You can only be slapped by Eastern European waitresses so many times. I guess they don't want my huge cock in their iron curtain
Just woke up. I have a "Detective Jacob Arnold's" business card in my pocket.
And then she said "sorry if my vagina smells like fish, it's just active."
I need Christmas break to be over. I'm tired of fucking my old High School girlfriends
Restaurants Roasting People Who Gave Them Negative Yelp Reviews (25 Pics)
come over. we are watching hoarders and playing i spy.
I think I'm on the verge of a really slutty period in my life
Fyi when u order four mini bottles of scotch on a 45 min flight. The flight attendants jaw drops to the floor.
I was sitting on the floor of CVS chugging white grape juice until someone asked me to leave.
I wanna die of smoke inhalation. In a huge teepee. Or one of those big things kids in kindergarten have that you throw up in the air then sit inside of.

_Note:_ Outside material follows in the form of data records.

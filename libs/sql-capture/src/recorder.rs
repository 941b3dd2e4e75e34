//! Bridge from SeaORM's metric callback to the capture context.

use std::sync::Arc;

use sea_orm::metric::Info;
use sea_orm::{DatabaseBackend, Value};

use crate::context::CaptureContext;
use crate::data::CommandRecord;
use crate::trace_file::TraceFile;

/// Build a callback for `DatabaseConnection::set_metric_callback`.
///
/// SeaORM invokes it inline after each statement, on the task that awaited
/// the query, so the record lands in that task's [`CaptureContext`].
pub fn metric_recorder(
    trace: Option<Arc<TraceFile>>,
) -> impl Fn(&Info<'_>) + Send + Sync + 'static {
    move |info| {
        CaptureContext::current().record_command(command_record(info), trace.as_deref());
    }
}

/// Convert one metric report into a [`CommandRecord`].
#[must_use]
pub fn command_record(info: &Info<'_>) -> CommandRecord {
    let statement = info.statement;
    let parameters = statement.values.as_ref().map_or_else(Vec::new, |values| {
        values
            .0
            .iter()
            .enumerate()
            .map(|(index, value)| {
                (
                    placeholder_name(statement.db_backend, index),
                    render_value(value),
                )
            })
            .collect()
    });

    CommandRecord {
        sql: statement.sql.clone(),
        parameters,
        elapsed: info.elapsed,
        failed: info.failed,
    }
}

fn placeholder_name(backend: DatabaseBackend, index: usize) -> String {
    match backend {
        DatabaseBackend::Postgres => format!("${}", index + 1),
        DatabaseBackend::MySql | DatabaseBackend::Sqlite => format!("?{}", index + 1),
    }
}

fn render_value(value: &Value) -> String {
    match value {
        Value::String(Some(s)) => String::clone(s),
        Value::Uuid(Some(id)) => id.to_string(),
        Value::String(None) | Value::Uuid(None) => "NULL".to_owned(),
        other => format!("{other:?}"),
    }
}
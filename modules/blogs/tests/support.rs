#![allow(clippy::unwrap_used, clippy::expect_used)]
#![allow(dead_code)] // Support module provides utilities that may not all be used

//! Shared helpers for `blogs` integration tests.

use std::sync::Arc;

use blogs::domain::service::BlogsService;
use blogs::infra::storage::db::connect;
use blogs::infra::storage::migrations::Migrator;
use blogs::infra::storage::sea_orm_repo::SeaOrmBlogsRepository;
use blogs::{DatabaseConfig, SeedConfig, SeedOutcome};
use sea_orm::DatabaseConnection;
use sea_orm_migration::MigratorTrait;
use sql_capture::TraceFile;

fn inmem_config() -> DatabaseConfig {
    DatabaseConfig {
        url: "sqlite::memory:".to_owned(),
        ..DatabaseConfig::default()
    }
}

/// Fresh in-memory `SQLite` database with migrations applied.
///
/// # Panics
/// Panics if the connection or migrations fail.
pub async fn inmem_db() -> DatabaseConnection {
    inmem_db_with_trace(None).await
}

/// Same as [`inmem_db`], also appending captured SQL to `trace`.
pub async fn inmem_db_with_trace(trace: Option<Arc<TraceFile>>) -> DatabaseConnection {
    let db = connect(&inmem_config(), trace)
        .await
        .expect("Failed to connect to in-memory database");

    Migrator::up(&db, None)
        .await
        .expect("Failed to run migrations");

    db
}

/// In-memory database without the schema.
pub async fn bare_inmem_db() -> DatabaseConnection {
    connect(&inmem_config(), None)
        .await
        .expect("Failed to connect to in-memory database")
}

pub fn service(db: &DatabaseConnection) -> BlogsService<SeaOrmBlogsRepository> {
    BlogsService::new(SeaOrmBlogsRepository::new(db.clone()))
}

/// Migrated database holding the default blog and article.
pub async fn seeded_db() -> (DatabaseConnection, SeedOutcome) {
    let db = inmem_db().await;
    let outcome = service(&db)
        .seed(&SeedConfig::default())
        .await
        .expect("Failed to seed");
    (db, outcome)
}
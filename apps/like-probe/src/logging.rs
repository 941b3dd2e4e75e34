use std::sync::Arc;

use anyhow::Result;
use sql_capture::{SqlCaptureLayer, TraceFile};
use tracing::Level;
use tracing_subscriber::filter::Targets;
use tracing_subscriber::layer::SubscriberExt;
use tracing_subscriber::util::SubscriberInitExt;
use tracing_subscriber::{EnvFilter, Layer, fmt};

use crate::config::LoggingConfig;

/// Install the global subscriber: human-readable logs on stderr plus the SQL
/// capture layer.
///
/// The stderr filter comes from `RUST_LOG`, else from `-v` (`-v` info, `-vv`
/// debug, `-vvv` trace), else from the configured level. The capture layer
/// always sees ORM, driver and probe events down to `debug`.
///
/// # Errors
///
/// Fails on an invalid filter directive or when a global subscriber is
/// already installed.
pub fn init(cfg: &LoggingConfig, verbose: u8, trace: Option<Arc<TraceFile>>) -> Result<()> {
    let level = match verbose {
        0 => cfg.level.as_str(),
        1 => "info",
        2 => "debug",
        _ => "trace",
    };
    let stderr_filter = match EnvFilter::try_from_default_env() {
        Ok(filter) => filter,
        Err(_) => EnvFilter::try_new(level)?,
    };

    let capture_filter = Targets::new()
        .with_target("sea_orm", Level::DEBUG)
        .with_target("sea_orm_migration", Level::INFO)
        .with_target("sqlx", Level::DEBUG)
        .with_target("blogs", Level::DEBUG);

    let mut capture = SqlCaptureLayer::new();
    if let Some(trace) = trace {
        capture = capture.with_trace_file(trace);
    }

    tracing_subscriber::registry()
        .with(
            fmt::layer()
                .with_writer(std::io::stderr)
                .with_filter(stderr_filter),
        )
        .with(capture.with_filter(capture_filter))
        .try_init()?;

    Ok(())
}
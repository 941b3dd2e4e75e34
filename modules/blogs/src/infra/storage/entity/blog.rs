use sea_orm::entity::prelude::*;
use uuid::Uuid;

#[derive(Clone, Debug, PartialEq, Eq, DeriveEntityModel)]
#[sea_orm(table_name = "blogs")]
pub struct Model {
    #[sea_orm(primary_key, auto_increment = false)]
    pub id: Uuid,
    pub name: Option<String>,
}

#[derive(Copy, Clone, Debug, EnumIter, DeriveRelation)]
pub enum Relation {
    #[sea_orm(has_many = "super::article::Entity")]
    Articles,
}

impl ActiveModelBehavior for ActiveModel {}

impl Related<super::article::Entity> for Entity {
    fn to() -> RelationDef {
        Relation::Articles.def()
    }
}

Woman Posts Harassing DMs From Creep Online, Now He’s Upset Because People Told His Mom
Can you come get Dustin he's putting taco bell fire sauce on cigarettes trying to light them again.
I need to pay that drinking in public ticket, but I also really want to get a spray tan next week... so priorities.
If I wasn't planning on spend the rest of my life with you I wouldn't send you so many nudes, so fucking appreciate it
Drinks have officially taken priority over self-respect, and I'm not even all that torn up about it.
just realized I'll be in a check out line with just Hershey syrup and condoms. I don't know if I am setting a good image for our generation
No, this year you're all getting coupons for things like "no yelling because you had sex in my apartment" or "the last beer."